8. Limited Transferability. During the Optionee's lifetime this Option can
be exercised only by the Optionee, except as otherwise provided in Section 4(a)
above or in this Section 8. This Option may not be assigned, alienated, pledged,
attached, sold or otherwise transferred or encumbered by Optionee other than (i)
to a Permitted Transferee or (ii) by will or the laws of descent and
distribution. Any attempt to otherwise transfer this Option shall be void. No
transfer of this Option by the Optionee by will or by laws of descent and
distribution shall be effective to bind the Company unless the Company shall
have been furnished with written notice thereof and an authenticated copy of the
will and/or such other evidence as the Committee may deem necessary or
appropriate to establish the validity of the transfer. Any transfer of this
Option by the Optionee to a Permitted Transferee must be for no consideration
and, after the transfer, the Permitted Transferee shall have the sole
responsibility for determining whether and when to exercise the Option. A
Permitted Transferee may not transfer any such Option other than by will or the
laws of descent and distribution. For purposes of this Agreement, "Permitted
Transferee" means the Optionee's Immediate Family, a Permitted Trust or a
partnership of which the only partners are members of the Optionee's Immediate
Family. For purposes of this Agreement, "Immediate Family" means the Optionee's
children and grandchildren, including adopted children and grandchildren,
stepchildren, parents, stepparents, grandparents, spouse, former spouse (but in
such case only at the direction of a court order), siblings (including half
brothers and sisters), father-in-law, mother-in-law, daughters-in-law and
sons-in-law. For purposes of this Agreement, a "Permitted Trust" means a trust
solely for the benefit of the Optionee or Optionee's Immediate Family.

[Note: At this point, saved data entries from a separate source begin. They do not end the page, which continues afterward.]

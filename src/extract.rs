//! Bounded content descriptors handed to the classifier.
//!
//! The engine never forwards more content than contributed to the file's
//! fingerprint: the text preview and the vision payload are both capped by
//! limits the configuration validates against `fingerprint_limit`.

use std::io::Read;
use std::path::Path;

use base64::Engine as _;

use crate::error::EngineError;

/// Extensions treated as text and eligible for a content preview.
const TEXT_EXTENSIONS: &[&str] = &[
    "txt", "md", "json", "yaml", "yml", "toml", "xml", "html", "css", "js", "ts", "jsx", "tsx",
    "py", "rb", "go", "rs", "java", "c", "cpp", "h", "hpp", "swift", "kt", "sh", "bash", "zsh",
    "csv", "log", "ini", "conf", "config", "env",
];

/// Extensions routed through the vision path.
const IMAGE_EXTENSIONS: &[&str] = &["jpg", "jpeg", "png", "gif", "bmp", "webp"];

/// What the classifier gets to look at.
#[derive(Debug, Clone)]
pub enum DescriptorKind {
    /// Bounded UTF-8 preview of a text-like file.
    Text(String),
    /// Base64-encoded image payload for the vision path.
    Image { mime: String, base64: String },
    /// Nothing beyond the file's name, type, and size.
    Opaque,
}

/// Bounded description of one file's content.
#[derive(Debug, Clone)]
pub struct ContentDescriptor {
    pub file_name: String,
    pub extension: Option<String>,
    pub size: u64,
    pub mime: String,
    pub kind: DescriptorKind,
}

/// Limits applied while building a descriptor.
#[derive(Debug, Clone, Copy)]
pub struct ExtractLimits {
    /// Bytes of text preview.
    pub preview_bytes: usize,
    /// Largest image forwarded whole to the vision path.
    pub max_image_bytes: u64,
}

/// Build a bounded descriptor for the file at `path`.
pub fn describe(path: &Path, limits: ExtractLimits) -> Result<ContentDescriptor, EngineError> {
    let metadata = std::fs::metadata(path)
        .map_err(|e| EngineError::from_fs(e, &format!("reading metadata for {}", path.display())))?;

    let file_name = path
        .file_name()
        .map(|n| n.to_string_lossy().to_string())
        .unwrap_or_default();
    let extension = path
        .extension()
        .map(|e| e.to_string_lossy().to_lowercase());
    let mime = mime_guess::from_path(path)
        .first_or_octet_stream()
        .essence_str()
        .to_string();

    let kind = match extension.as_deref() {
        Some(ext) if IMAGE_EXTENSIONS.contains(&ext) && metadata.len() <= limits.max_image_bytes => {
            let bytes = std::fs::read(path)
                .map_err(|e| EngineError::from_fs(e, &format!("reading {}", path.display())))?;
            DescriptorKind::Image {
                mime: mime.clone(),
                base64: base64::engine::general_purpose::STANDARD.encode(bytes),
            }
        }
        Some(ext) if TEXT_EXTENSIONS.contains(&ext) => {
            match read_text_preview(path, limits.preview_bytes)? {
                Some(preview) => DescriptorKind::Text(preview),
                None => DescriptorKind::Opaque,
            }
        }
        _ => DescriptorKind::Opaque,
    };

    Ok(ContentDescriptor {
        file_name,
        extension,
        size: metadata.len(),
        kind,
        mime,
    })
}

/// Read at most `limit` bytes and return them as text, or `None` when the
/// content looks binary despite the extension.
fn read_text_preview(path: &Path, limit: usize) -> Result<Option<String>, EngineError> {
    let file = std::fs::File::open(path)
        .map_err(|e| EngineError::from_fs(e, &format!("opening {}", path.display())))?;

    // take() bounds the read; the file is never read whole.
    let mut reader = file.take(limit as u64);
    let mut buffer = Vec::with_capacity(limit.min(8192));
    reader
        .read_to_end(&mut buffer)
        .map_err(|e| EngineError::from_fs(e, &format!("reading {}", path.display())))?;

    // High proportion of non-printable bytes means a mislabeled binary file.
    let non_printable = buffer
        .iter()
        .filter(|&&b| b < 0x20 && b != b'\n' && b != b'\r' && b != b'\t')
        .count();
    if !buffer.is_empty() && non_printable > buffer.len() / 10 {
        return Ok(None);
    }

    Ok(Some(String::from_utf8_lossy(&buffer).into_owned()))
}

#[cfg(test)]
mod tests {
    use super::*;
    use std::fs;
    use tempfile::TempDir;

    fn limits() -> ExtractLimits {
        ExtractLimits {
            preview_bytes: 64,
            max_image_bytes: 1024,
        }
    }

    #[test]
    fn test_text_file_preview_is_bounded() {
        let dir = TempDir::new().unwrap();
        let path = dir.path().join("notes.txt");
        fs::write(&path, "a".repeat(200)).unwrap();

        let descriptor = describe(&path, limits()).unwrap();
        match descriptor.kind {
            DescriptorKind::Text(preview) => assert_eq!(preview.len(), 64),
            other => panic!("expected text descriptor, got {other:?}"),
        }
        assert_eq!(descriptor.size, 200);
        assert_eq!(descriptor.extension.as_deref(), Some("txt"));
    }

    #[test]
    fn test_binary_content_with_text_extension_is_opaque() {
        let dir = TempDir::new().unwrap();
        let path = dir.path().join("fake.txt");
        fs::write(&path, [0u8, 1, 2, 3, 4, 5, 6, 7, 8, 9]).unwrap();

        let descriptor = describe(&path, limits()).unwrap();
        assert!(matches!(descriptor.kind, DescriptorKind::Opaque));
    }

    #[test]
    fn test_small_image_is_encoded() {
        let dir = TempDir::new().unwrap();
        let path = dir.path().join("photo.png");
        fs::write(&path, b"not a real png but small").unwrap();

        let descriptor = describe(&path, limits()).unwrap();
        match descriptor.kind {
            DescriptorKind::Image { mime, base64 } => {
                assert_eq!(mime, "image/png");
                assert!(!base64.is_empty());
            }
            other => panic!("expected image descriptor, got {other:?}"),
        }
    }

    #[test]
    fn test_oversized_image_is_opaque() {
        let dir = TempDir::new().unwrap();
        let path = dir.path().join("huge.png");
        fs::write(&path, vec![0u8; 2048]).unwrap();

        let descriptor = describe(&path, limits()).unwrap();
        assert!(matches!(descriptor.kind, DescriptorKind::Opaque));
    }

    #[test]
    fn test_unknown_extension_is_opaque() {
        let dir = TempDir::new().unwrap();
        let path = dir.path().join("archive.zip");
        fs::write(&path, b"PK...").unwrap();

        let descriptor = describe(&path, limits()).unwrap();
        assert!(matches!(descriptor.kind, DescriptorKind::Opaque));
        assert_eq!(descriptor.mime, "application/zip");
    }
}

9. Reservation of Shares. At all times during the term of this Option, the
Company shall use its best efforts to reserve and keep available such number of
Shares as shall be sufficient to satisfy the requirements of this Agreement.

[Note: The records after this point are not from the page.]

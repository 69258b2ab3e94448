//! Append-only move ledger with undo/redo cursors.
//!
//! The store is the single mutation point for history: appends, undo, and
//! redo all serialize through one mutex, so record ids are strictly
//! monotonic and the two stacks never observe a partial interleaving.

use std::fs::{self, File};
use std::io::{BufReader, BufWriter, Write};
use std::path::{Path, PathBuf};
use std::sync::Mutex;

use chrono::Utc;
use serde::{Deserialize, Serialize};
use tracing::{info, warn};

use crate::error::EngineError;
use crate::history::record::{MoveDraft, MoveOutcome, MoveRecord};
use crate::mover::relocate;

/// Schema version for forward compatibility
pub const LEDGER_SCHEMA_VERSION: u32 = 1;

/// On-disk ledger layout.
#[derive(Debug, Serialize, Deserialize)]
#[serde(rename_all = "camelCase")]
struct LedgerFile {
    version: u32,
    next_id: u64,
    /// Undo-capable records, most recent last.
    done: Vec<MoveRecord>,
    /// Redo-capable records, most recent last.
    undone: Vec<MoveRecord>,
}

#[derive(Debug)]
struct LedgerState {
    next_id: u64,
    done: Vec<MoveRecord>,
    undone: Vec<MoveRecord>,
}

/// Persistent ledger of completed moves.
pub struct HistoryStore {
    ledger_path: PathBuf,
    state: Mutex<LedgerState>,
}

impl HistoryStore {
    /// Open the ledger at `ledger_path`, loading persisted state if present.
    pub fn open(ledger_path: PathBuf) -> Result<Self, EngineError> {
        let state = if ledger_path.exists() {
            Self::load(&ledger_path)?
        } else {
            LedgerState {
                next_id: 1,
                done: Vec::new(),
                undone: Vec::new(),
            }
        };

        Ok(Self {
            ledger_path,
            state: Mutex::new(state),
        })
    }

    fn load(path: &Path) -> Result<LedgerState, EngineError> {
        let file = File::open(path)?;
        let reader = BufReader::new(file);
        let ledger: LedgerFile = serde_json::from_reader(reader)?;

        // Reload as a prefix-consistent sequence: ids must be strictly
        // ascending. Anything after the first inconsistency is dropped.
        let done = longest_consistent_prefix(ledger.done);
        let mut undone = ledger.undone;
        if !is_strictly_ascending(&undone) {
            warn!("redo stack in ledger is inconsistent, discarding it");
            undone.clear();
        }

        let max_id = done
            .iter()
            .chain(undone.iter())
            .map(|r| r.id)
            .max()
            .unwrap_or(0);
        let next_id = ledger.next_id.max(max_id + 1);

        info!(
            path = %path.display(),
            done = done.len(),
            undone = undone.len(),
            "loaded move ledger"
        );

        Ok(LedgerState {
            next_id,
            done,
            undone,
        })
    }

    /// Append a completed move. Assigns the next record id, stamps the
    /// time, and clears the redo stack: a fresh action invalidates the
    /// redo branch.
    pub fn append(&self, draft: MoveDraft) -> Result<MoveRecord, EngineError> {
        let mut state = self.lock();

        let record = MoveRecord {
            id: state.next_id,
            source_path: draft.source_path,
            destination_path: draft.destination_path,
            folder_name: draft.folder_name,
            moved_at: Utc::now(),
            outcome: MoveOutcome::Success,
            created_folder: draft.created_folder,
            renamed: draft.renamed,
        };

        state.next_id += 1;
        state.done.push(record.clone());
        state.undone.clear();

        self.persist(&state)?;
        Ok(record)
    }

    /// Undo the most recent move: relocate the file back to its original
    /// path and shift the record onto the redo stack.
    ///
    /// A no-op (`Ok(None)`) on empty history. If the original path is now
    /// occupied by another file, or the moved file has disappeared, the
    /// undo fails with a conflict and the ledger entry stays put so the
    /// operator can retry or discard explicitly.
    pub fn undo(&self) -> Result<Option<MoveRecord>, EngineError> {
        let mut state = self.lock();

        let Some(record) = state.done.last().cloned() else {
            return Ok(None);
        };

        let source = Path::new(&record.source_path);
        let destination = Path::new(&record.destination_path);

        if source.exists() {
            return Err(EngineError::Conflict(format!(
                "original path is occupied: {}",
                record.source_path
            )));
        }
        if !destination.exists() {
            return Err(EngineError::Conflict(format!(
                "moved file is missing: {}",
                record.destination_path
            )));
        }

        relocate(destination, source)?;

        state.done.pop();
        state.undone.push(record.clone());
        self.persist(&state)?;

        info!(id = record.id, path = %record.source_path, "move undone");
        Ok(Some(record))
    }

    /// Re-apply the most recently undone move. A no-op (`Ok(None)`) when
    /// there is nothing to redo; conflicts mirror [`HistoryStore::undo`].
    pub fn redo(&self) -> Result<Option<MoveRecord>, EngineError> {
        let mut state = self.lock();

        let Some(record) = state.undone.last().cloned() else {
            return Ok(None);
        };

        let source = Path::new(&record.source_path);
        let destination = Path::new(&record.destination_path);

        if destination.exists() {
            return Err(EngineError::Conflict(format!(
                "destination path is occupied: {}",
                record.destination_path
            )));
        }
        if !source.exists() {
            return Err(EngineError::Conflict(format!(
                "file to re-move is missing: {}",
                record.source_path
            )));
        }

        relocate(source, destination)?;

        state.undone.pop();
        state.done.push(record.clone());
        self.persist(&state)?;

        info!(id = record.id, path = %record.destination_path, "move redone");
        Ok(Some(record))
    }

    pub fn can_undo(&self) -> bool {
        !self.lock().done.is_empty()
    }

    pub fn can_redo(&self) -> bool {
        !self.lock().undone.is_empty()
    }

    /// Snapshot of the undo-capable records, most recent last.
    pub fn records(&self) -> Vec<MoveRecord> {
        self.lock().done.clone()
    }

    pub fn done_len(&self) -> usize {
        self.lock().done.len()
    }

    pub fn undone_len(&self) -> usize {
        self.lock().undone.len()
    }

    fn lock(&self) -> std::sync::MutexGuard<'_, LedgerState> {
        self.state
            .lock()
            .unwrap_or_else(|poisoned| poisoned.into_inner())
    }

    /// Atomically write the ledger: temp file, flush, sync, rename.
    fn persist(&self, state: &LedgerState) -> Result<(), EngineError> {
        let ledger = LedgerFile {
            version: LEDGER_SCHEMA_VERSION,
            next_id: state.next_id,
            done: state.done.clone(),
            undone: state.undone.clone(),
        };

        if let Some(parent) = self.ledger_path.parent() {
            fs::create_dir_all(parent)?;
        }

        let temp_path = self.ledger_path.with_extension("tmp");
        let file = File::create(&temp_path)?;
        let mut writer = BufWriter::new(file);

        serde_json::to_writer_pretty(&mut writer, &ledger)?;
        writer.flush()?;
        writer.get_ref().sync_all()?;

        fs::rename(&temp_path, &self.ledger_path)?;
        Ok(())
    }
}

fn is_strictly_ascending(records: &[MoveRecord]) -> bool {
    records.windows(2).all(|pair| pair[0].id < pair[1].id)
}

fn longest_consistent_prefix(records: Vec<MoveRecord>) -> Vec<MoveRecord> {
    let mut consistent = Vec::with_capacity(records.len());
    let mut last_id = 0u64;
    for record in records {
        if record.id <= last_id {
            warn!(
                id = record.id,
                "ledger ids not strictly ascending, truncating to consistent prefix"
            );
            break;
        }
        last_id = record.id;
        consistent.push(record);
    }
    consistent
}

#[cfg(test)]
mod tests {
    use super::*;
    use std::fs;
    use tempfile::TempDir;

    fn store_in(dir: &TempDir) -> HistoryStore {
        HistoryStore::open(dir.path().join("ledger.json")).unwrap()
    }

    fn draft(source: &Path, destination: &Path) -> MoveDraft {
        MoveDraft {
            source_path: source.to_string_lossy().to_string(),
            destination_path: destination.to_string_lossy().to_string(),
            folder_name: "문서".to_string(),
            created_folder: true,
            renamed: false,
        }
    }

    /// Set up a completed move on disk and in the ledger.
    fn perform_move(dir: &TempDir, store: &HistoryStore, name: &str) -> (PathBuf, PathBuf) {
        let source = dir.path().join(name);
        let dest_dir = dir.path().join("문서");
        fs::create_dir_all(&dest_dir).unwrap();
        let destination = dest_dir.join(name);

        fs::write(&destination, b"content").unwrap();
        store.append(draft(&source, &destination)).unwrap();
        (source, destination)
    }

    #[test]
    fn test_append_assigns_monotonic_ids() {
        let dir = TempDir::new().unwrap();
        let store = store_in(&dir);

        let a = store
            .append(draft(&dir.path().join("a"), &dir.path().join("d/a")))
            .unwrap();
        let b = store
            .append(draft(&dir.path().join("b"), &dir.path().join("d/b")))
            .unwrap();

        assert_eq!(a.id, 1);
        assert_eq!(b.id, 2);
        assert_eq!(a.outcome, MoveOutcome::Success);
    }

    #[test]
    fn test_undo_restores_file_and_shifts_record() {
        let dir = TempDir::new().unwrap();
        let store = store_in(&dir);
        let (source, destination) = perform_move(&dir, &store, "report.pdf");

        let undone = store.undo().unwrap().unwrap();

        assert!(source.exists());
        assert!(!destination.exists());
        assert_eq!(undone.id, 1);
        assert_eq!(store.done_len(), 0);
        assert_eq!(store.undone_len(), 1);
    }

    #[test]
    fn test_redo_reapplies_move() {
        let dir = TempDir::new().unwrap();
        let store = store_in(&dir);
        let (source, destination) = perform_move(&dir, &store, "report.pdf");

        store.undo().unwrap();
        let redone = store.redo().unwrap().unwrap();

        assert!(!source.exists());
        assert!(destination.exists());
        assert_eq!(redone.id, 1);
        assert_eq!(store.done_len(), 1);
        assert_eq!(store.undone_len(), 0);
    }

    #[test]
    fn test_undo_empty_history_is_noop() {
        let dir = TempDir::new().unwrap();
        let store = store_in(&dir);
        assert!(store.undo().unwrap().is_none());
        assert!(store.redo().unwrap().is_none());
    }

    #[test]
    fn test_append_clears_redo_stack() {
        let dir = TempDir::new().unwrap();
        let store = store_in(&dir);
        perform_move(&dir, &store, "first.pdf");
        store.undo().unwrap();
        assert_eq!(store.undone_len(), 1);

        perform_move(&dir, &store, "second.pdf");

        assert_eq!(store.undone_len(), 0);
        assert_eq!(store.done_len(), 1);
    }

    #[test]
    fn test_undo_conflict_leaves_ledger_undisturbed() {
        let dir = TempDir::new().unwrap();
        let store = store_in(&dir);
        let (source, _destination) = perform_move(&dir, &store, "report.pdf");

        // An unrelated file now occupies the original path.
        fs::write(&source, b"intruder").unwrap();

        let result = store.undo();

        assert!(matches!(result, Err(EngineError::Conflict(_))));
        assert_eq!(store.done_len(), 1);
        assert_eq!(store.undone_len(), 0);
        assert_eq!(fs::read(&source).unwrap(), b"intruder");
    }

    #[test]
    fn test_undo_missing_destination_is_conflict() {
        let dir = TempDir::new().unwrap();
        let store = store_in(&dir);
        let (_source, destination) = perform_move(&dir, &store, "report.pdf");

        fs::remove_file(&destination).unwrap();

        assert!(matches!(store.undo(), Err(EngineError::Conflict(_))));
        assert_eq!(store.done_len(), 1);
    }

    #[test]
    fn test_persists_across_reopen() {
        let dir = TempDir::new().unwrap();
        let ledger_path = dir.path().join("ledger.json");

        {
            let store = HistoryStore::open(ledger_path.clone()).unwrap();
            store
                .append(draft(&dir.path().join("a"), &dir.path().join("d/a")))
                .unwrap();
            store
                .append(draft(&dir.path().join("b"), &dir.path().join("d/b")))
                .unwrap();
        }

        let store = HistoryStore::open(ledger_path).unwrap();
        assert_eq!(store.done_len(), 2);

        let next = store
            .append(draft(&dir.path().join("c"), &dir.path().join("d/c")))
            .unwrap();
        assert_eq!(next.id, 3);
    }

    #[test]
    fn test_load_truncates_at_id_gap() {
        let dir = TempDir::new().unwrap();
        let ledger_path = dir.path().join("ledger.json");

        let record = |id: u64| MoveRecord {
            id,
            source_path: format!("/src/{id}"),
            destination_path: format!("/dst/{id}"),
            folder_name: "문서".to_string(),
            moved_at: Utc::now(),
            outcome: MoveOutcome::Success,
            created_folder: false,
            renamed: false,
        };

        // Ids 1, 2, 2 — the duplicate breaks strict ascent.
        let ledger = LedgerFile {
            version: LEDGER_SCHEMA_VERSION,
            next_id: 4,
            done: vec![record(1), record(2), record(2)],
            undone: vec![],
        };
        fs::write(&ledger_path, serde_json::to_vec(&ledger).unwrap()).unwrap();

        let store = HistoryStore::open(ledger_path).unwrap();
        assert_eq!(store.done_len(), 2);
    }
}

10. Plan Governs. The Optionee hereby acknowledges receipt of a copy of the
Plan and agrees to be bound by all the terms and provisions thereof. The terms
of this Agreement are governed by the terms of the Plan, and in the case of any
inconsistency between the terms of this Agreement and the terms of the Plan, the
terms of the Plan shall govern.
11. Severability. If any provision of this Agreement is, or becomes, or is
deemed to be invalid, illegal, or unenforceable in any jurisdiction or as to any
Person or the Award, or would disqualify the Plan or Award under any laws deemed
applicable by the Committee, such provision shall be construed or deemed amended
to conform to the applicable laws, or if it cannot be construed or deemed
amended without, in the determination of the Committee, materially altering the
intent of the Plan or the Award, such provision shall be stricken as to such
jurisdiction, Person or Award, and the remainder of the Plan and Award shall
remain in full force and effect.
12. Notices. All notices required to be given under this Option shall be
deemed to be received if delivered or mailed as provided for herein to the
parties at the following addresses, or to such other address as either party may
provide in writing from time to time.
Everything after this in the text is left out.